La Dépêche de Kabylie

Saharidj – Files d’attente interminables, bousculade… – La crise du lait perdure

Ce sont de désolantes scènes faites de longues chaines et bousculades devant les épiceries et superettes qui nous propulsent quarante ans en arrière vers l'époque des «souks el fellah».
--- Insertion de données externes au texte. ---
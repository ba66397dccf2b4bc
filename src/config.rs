//! Engine configuration.
//!
//! [`Config`] holds the knobs the engine reads. Values come from defaults,
//! from a serialized document, or from build-file directives applied through
//! a [`Configurer`]; the configurer and the resolver are separate
//! capabilities and the engine only ever sees the finished `Config`.

use std::path::PathBuf;
use std::time::Duration;

use serde::{Deserialize, Serialize};

use crate::base::{Label, TypeName};
use crate::error::ConfigError;
use crate::resolve::RetryPolicy;

/// Package prefixes provided by the JDK; never resolved to a target.
pub const DEFAULT_EXCLUDED_PREFIXES: [&str; 4] =
    ["java.", "javax.annotation.processing.", "jdk.", "sun."];

#[derive(Clone, Debug, PartialEq, Eq, Serialize, Deserialize)]
#[serde(default, deny_unknown_fields)]
pub struct Config {
    /// Worker threads for a run; 0 uses one per CPU.
    pub workers: usize,
    /// Attempts per collaborator call, including the first.
    pub max_attempts: u32,
    /// Timeout handed to each collaborator call, in milliseconds.
    pub call_timeout_ms: u64,
    /// Type-name prefixes that are skipped during resolution.
    pub excluded_prefixes: Vec<String>,
    /// Runtime dependencies added to every test rule.
    pub test_runtime_deps: Vec<Label>,
    /// Where the package cache is persisted between runs.
    pub cache_file: Option<PathBuf>,
}

impl Default for Config {
    fn default() -> Self {
        Self {
            workers: 0,
            max_attempts: 3,
            call_timeout_ms: 30_000,
            excluded_prefixes: DEFAULT_EXCLUDED_PREFIXES.iter().map(|s| s.to_string()).collect(),
            test_runtime_deps: Vec::new(),
            cache_file: None,
        }
    }
}

impl Config {
    /// Timeout applied to each collaborator call.
    pub fn call_timeout(&self) -> Duration {
        Duration::from_millis(self.call_timeout_ms)
    }

    /// Retry policy for collaborator calls.
    pub fn retry_policy(&self) -> RetryPolicy {
        RetryPolicy::new(self.max_attempts, self.call_timeout())
    }

    /// Whether references to `ty` are skipped.
    pub fn is_excluded(&self, ty: &TypeName) -> bool {
        self.excluded_prefixes.iter().any(|prefix| ty.in_package(prefix))
    }

    /// Parse a configuration from JSON.
    pub fn from_json(json: &str) -> Result<Self, ConfigError> {
        serde_json::from_str(json).map_err(|e| ConfigError::InvalidValue {
            key: "config".into(),
            value: json.chars().take(40).collect(),
            reason: e.to_string(),
        })
    }
}

// ============================================================================
// DIRECTIVES
// ============================================================================

/// Applies `key value` directives to a [`Config`].
pub trait Configurer {
    /// Directive keys this configurer understands.
    fn known_directives(&self) -> &'static [&'static str];

    fn configure(&self, config: &mut Config, key: &str, value: &str) -> Result<(), ConfigError>;
}

/// The directives understood by the resolution engine.
#[derive(Debug, Clone, Copy, Default)]
pub struct ResolveConfigurer;

const DIRECTIVES: &[&str] = &[
    "java_resolve_workers",
    "java_resolve_max_attempts",
    "java_resolve_timeout_ms",
    "java_exclude_package",
    "java_test_runtime_dep",
    "java_package_cache",
];

impl Configurer for ResolveConfigurer {
    fn known_directives(&self) -> &'static [&'static str] {
        DIRECTIVES
    }

    fn configure(&self, config: &mut Config, key: &str, value: &str) -> Result<(), ConfigError> {
        let value = value.trim();
        let invalid = |reason: &str| ConfigError::InvalidValue {
            key: key.to_string(),
            value: value.to_string(),
            reason: reason.to_string(),
        };

        match key {
            "java_resolve_workers" => {
                config.workers = value.parse().map_err(|_| invalid("expected a number"))?;
            }
            "java_resolve_max_attempts" => {
                let attempts: u32 = value.parse().map_err(|_| invalid("expected a number"))?;
                if attempts == 0 {
                    return Err(invalid("must be at least 1"));
                }
                config.max_attempts = attempts;
            }
            "java_resolve_timeout_ms" => {
                config.call_timeout_ms = value
                    .parse()
                    .map_err(|_| invalid("expected milliseconds"))?;
            }
            "java_exclude_package" => {
                if value.is_empty() {
                    return Err(invalid("expected a package prefix"));
                }
                if !config.excluded_prefixes.iter().any(|p| p == value) {
                    config.excluded_prefixes.push(value.to_string());
                }
            }
            "java_test_runtime_dep" => {
                let label: Label = value.parse().map_err(|e| invalid(&format!("{e}")))?;
                if !config.test_runtime_deps.contains(&label) {
                    config.test_runtime_deps.push(label);
                }
            }
            "java_package_cache" => {
                config.cache_file = if value.is_empty() {
                    None
                } else {
                    Some(PathBuf::from(value))
                };
            }
            _ => return Err(ConfigError::UnknownDirective(key.to_string())),
        }
        Ok(())
    }
}

/// Split a `# gazelle:key value` comment into key and value.
pub fn parse_directive(line: &str) -> Option<(&str, &str)> {
    let rest = line.trim().strip_prefix('#')?.trim_start();
    let rest = rest.strip_prefix("gazelle:")?;
    match rest.split_once(char::is_whitespace) {
        Some((key, value)) => Some((key, value.trim())),
        None if !rest.is_empty() => Some((rest, "")),
        None => None,
    }
}

/// Apply every directive found in `text` (one per line).
///
/// Lines that are not directives are ignored; directives meant for other
/// configurers are ignored too, so build files can mix them freely.
pub fn apply_directives(
    configurer: &dyn Configurer,
    config: &mut Config,
    text: &str,
) -> Result<usize, ConfigError> {
    let mut applied = 0;
    for (key, value) in text.lines().filter_map(parse_directive) {
        if configurer.known_directives().contains(&key) {
            configurer.configure(config, key, value)?;
            applied += 1;
        }
    }
    Ok(applied)
}

#[cfg(test)]
mod tests {
    use super::*;

    #[test]
    fn test_defaults() {
        let config = Config::default();
        assert_eq!(config.max_attempts, 3);
        assert_eq!(config.retry_policy().timeout, Duration::from_secs(30));
        assert!(config.is_excluded(&TypeName::new("java.util.List")));
        assert!(!config.is_excluded(&TypeName::new("javax.inject.Inject")));
    }

    #[test]
    fn test_parse_directive() {
        assert_eq!(
            parse_directive("# gazelle:java_resolve_workers 4"),
            Some(("java_resolve_workers", "4"))
        );
        assert_eq!(parse_directive("#gazelle:java_package_cache"), Some(("java_package_cache", "")));
        assert_eq!(parse_directive("java_library(name = \"x\")"), None);
        assert_eq!(parse_directive("# just a comment"), None);
    }

    #[test]
    fn test_apply_directives() {
        let text = "\
# gazelle:java_resolve_workers 8
# gazelle:java_exclude_package com.google.auto.
# gazelle:java_test_runtime_dep @maven//:org_junit_platform_junit_platform_launcher
# gazelle:go_prefix example.com/ignored
java_library(name = \"lib\")
";
        let mut config = Config::default();
        let applied = apply_directives(&ResolveConfigurer, &mut config, text).unwrap();

        assert_eq!(applied, 3);
        assert_eq!(config.workers, 8);
        assert!(config.is_excluded(&TypeName::new("com.google.auto.value.AutoValue")));
        assert_eq!(
            config.test_runtime_deps,
            vec![Label::external("maven", "", "org_junit_platform_junit_platform_launcher")]
        );
    }

    #[test]
    fn test_invalid_directive_values() {
        let mut config = Config::default();
        let configurer = ResolveConfigurer;

        assert!(matches!(
            configurer.configure(&mut config, "java_resolve_max_attempts", "0"),
            Err(ConfigError::InvalidValue { .. })
        ));
        assert!(matches!(
            configurer.configure(&mut config, "java_resolve_timeout_ms", "soon"),
            Err(ConfigError::InvalidValue { .. })
        ));
        assert!(matches!(
            configurer.configure(&mut config, "java_test_runtime_dep", "not-a-label"),
            Err(ConfigError::InvalidValue { .. })
        ));
        assert_eq!(
            configurer.configure(&mut config, "java_nope", "1"),
            Err(ConfigError::UnknownDirective("java_nope".into()))
        );
        assert_eq!(config, Config::default());
    }

    #[test]
    fn test_config_from_json() {
        let config = Config::from_json(r#"{"workers": 2, "test_runtime_deps": ["//testing/junit"]}"#)
            .unwrap();
        assert_eq!(config.workers, 2);
        assert_eq!(config.max_attempts, 3);
        assert_eq!(config.test_runtime_deps, vec![Label::local("testing/junit", "junit")]);

        assert!(Config::from_json(r#"{"wrokers": 2}"#).is_err());
    }
}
À Sahardij, commune montagneuse située au nord de M’Chedallah, d’interminables files se forment chaque matin de vendredi et lundi devant chaque magasin d’alimentation générale, des journées durant lesquelles est livré du lait en sachet. «On nous livre 200 sachets par commerçant pour les sept (7) épiceries du chef-lieu de commune, et ce, à raison de deux fois par semaine. Au total, 3 000 sachets sont livrés pour une population qui frôle les 6 000 habitants concentrée au niveau du centre urbain sans compter ceux qui viennent des villages périphériques. L’on constate des files interminables et des scènes de bousculades. Des enfants en bas âge et des personnes âgées grelottant de froid par ces matinées glaciales attendent durant des heures pour avoir deux sachets de lait, tandis que ceux qui ferment la queux repartent bredouilles chez eux», souligne un des commerçants les plus populaires du chef-lieu de commune. Il faut signaler qu’une seule laiterie implanté dans la wilaya voisine de Béjaïa livre du lait en sachet dans cette municipalité et en quantité insuffisante. «Cela se passe devant la passivité des services de la direction du commerce», fait remarquer Yahia, un retraité rencontré devant une épicerie du centre-ville. «C’est triste que d’assister en 2017 à de telles scènes. Les pouvoirs publics doivent réagir pour mettre à terme à une situation qui n’a que trop duré. Du lait en sachets, il doit y en avoir tous les jours. Il doit être livré au quotidien et en quantité suffisante», suggère notre interlocuteur. Il est utile de préciser que la pénurie du lait en sachet dure depuis l’année passée et elle ne semble préoccuper aucune autorité. C’est un pénible cas sur lequel doivent se pencher les organismes concernés pour y remédier en urgence.